Over the last few years, innovations through Artificial Intelligence have improved the quality of machine translations by a great deal. It is today a sector that is growing at an incredible speed and likely to change the role of the translator radically – especially for scientific and technological content. Machines will not replace the human translator. But I think that they will take over the main translation process and transform the linguist’s job to that of an editor and reviewer of quality control. As a result, aspiring translators will need to focus their skills on proofreading and editing.
What is post-editing machine translation (PEMT)?

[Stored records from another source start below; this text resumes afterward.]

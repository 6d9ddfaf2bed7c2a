//! # Order Sinks
//!
//! The hand-off boundary between a finalized order and the outside world.
//!
//! ## Failure Model
//! ```text
//! ┌─────────────────────────────────────────────────────────────────────────┐
//! │                       Sink Dispatch                                     │
//! │                                                                         │
//! │  FinalizedOrder (already committed, immutable)                          │
//! │       │                                                                 │
//! │       ▼                                                                 │
//! │  SinkDispatcher::dispatch(sink, order)                                  │
//! │       │                                                                 │
//! │       ├── ok ────────────────────────► delivered                        │
//! │       │                                                                 │
//! │       ├── sink error ────────────────► SinkError::Device                │
//! │       │                                                                 │
//! │       └── no answer within timeout ──► SinkError::Timeout               │
//! │                                                                         │
//! │  Failure NEVER rolls back finalization. The caller offers a retry      │
//! │  affordance and re-dispatches the SAME order — exactly like the        │
//! │  printer settings screen's "Test Print" button with its own retry.     │
//! └─────────────────────────────────────────────────────────────────────────┘
//! ```
//!
//! ## Cancellation
//! A preview dialog the user dismisses before confirming lives purely in
//! the UI layer: if the user cancels, `finalize` was never called and there
//! is nothing to dispatch. Once an order exists, it is never retracted.

use std::time::Duration;

use async_trait::async_trait;
use tracing::{debug, info, warn};

use dhaba_core::FinalizedOrder;

use crate::config::CheckoutConfig;
use crate::error::SinkError;

// =============================================================================
// Sink Port
// =============================================================================

/// A caller-supplied destination for finalized orders.
///
/// Implementations: thermal receipt printer, KOT printer, order-history
/// persistence. The engine knows nothing about any of them beyond this
/// trait, so a dead printer can never corrupt pricing.
#[async_trait]
pub trait OrderSink: Send + Sync {
    /// Sink name used in logs, errors, and the retry affordance label.
    fn name(&self) -> &str;

    /// Delivers the order. Must be idempotent from the sink's point of
    /// view where possible: the caller may re-dispatch the same order
    /// after a reported failure.
    async fn deliver(&self, order: &FinalizedOrder) -> Result<(), SinkError>;
}

// =============================================================================
// Dispatcher
// =============================================================================

/// Dispatches finalized orders to sinks with an explicit timeout.
#[derive(Debug, Clone)]
pub struct SinkDispatcher {
    timeout: Duration,
}

impl SinkDispatcher {
    /// Creates a dispatcher with an explicit per-delivery timeout.
    pub fn new(timeout: Duration) -> Self {
        SinkDispatcher { timeout }
    }

    /// Creates a dispatcher from deployment configuration.
    pub fn from_config(config: &CheckoutConfig) -> Self {
        SinkDispatcher::new(Duration::from_millis(config.sink_timeout_ms))
    }

    /// The configured per-delivery timeout.
    pub fn timeout(&self) -> Duration {
        self.timeout
    }

    /// Delivers `order` to `sink`, bounding the call with the configured
    /// timeout.
    ///
    /// On timeout or device error the order is untouched; the caller
    /// surfaces the failure and may call `dispatch` again with the same
    /// order (retry affects the sink call only, never the record).
    pub async fn dispatch(
        &self,
        sink: &dyn OrderSink,
        order: &FinalizedOrder,
    ) -> Result<(), SinkError> {
        debug!(sink = sink.name(), order = %order.order_number, "dispatching order");

        match tokio::time::timeout(self.timeout, sink.deliver(order)).await {
            Ok(Ok(())) => {
                info!(sink = sink.name(), order = %order.order_number, "order delivered");
                Ok(())
            }
            Ok(Err(err)) => {
                warn!(sink = sink.name(), order = %order.order_number, error = %err, "sink failed");
                Err(err)
            }
            Err(_elapsed) => {
                let err = SinkError::Timeout {
                    sink: sink.name().to_string(),
                    timeout_ms: self.timeout.as_millis() as u64,
                };
                warn!(sink = sink.name(), order = %order.order_number, error = %err, "sink timed out");
                Err(err)
            }
        }
    }
}

// =============================================================================
// Persistence Payload
// =============================================================================

/// The JSON payload persistence sinks hand to the order-history store.
///
/// Kept here so every sink ships the identical record shape.
pub fn persistence_payload(order: &FinalizedOrder) -> Result<String, SinkError> {
    serde_json::to_string(order).map_err(|err| SinkError::Device {
        sink: "persistence".to_string(),
        message: err.to_string(),
    })
}

// =============================================================================
// Unit Tests
// =============================================================================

PEMT is a translation method which involves the scrutinising, editing and correcting of high output machine- translated content by a professional linguist. It is crucial that the machine-translated material goes through post-editing to keep up with a reader-friendly style, optimal localisation and precise terminology. The content should at all times be compared with the source for accuracy.
PEMT lets you handle a high volume of work and is relatively cheap. Most importantly, however, it is known to offer a higher level of precision compared to methods of machine only translation.
It is a fact that MT has made things much more comfortable. It offers a higher degree of accuracy and allows for a quick turnaround. Furthermore, MT can analyse the stored data to predict outcomes and boost efficiency.
There are specific skills that machines do not have. We still need a human linguist to deal with the more nuanced facets of a translation. To this regard, several parameters cannot be neglected.
The Linguist
The translator’s role has seen many changes in the past, and this is going to continue as novel technologies emerge within the translation industry. Information Technology will always endeavour to make translations algorithms perfect until one hundred per cent accuracy is achieved in every aspect of the MT process.
This means that the industry will soon expand beyond traditional translation hires and look for people who are experts in post-editing, content development, content curation, market research, and analysis etc.
Also a fantastic opportunity
Technology is not the enemy. We merely have to understand that through adaptation we grow bigger and better. Us translators will have to update our skills that go beyond traditional translation. We need to embrace the world of creative writing, copywriting and turn into editors, content writers etc.
Let’s welcome AI and the new technologies with open arms, and acknowledge the fact that they will make processes more comfortable. If, however, we fail to grasp how technology must be leveraged, it will start to look like The Enemy.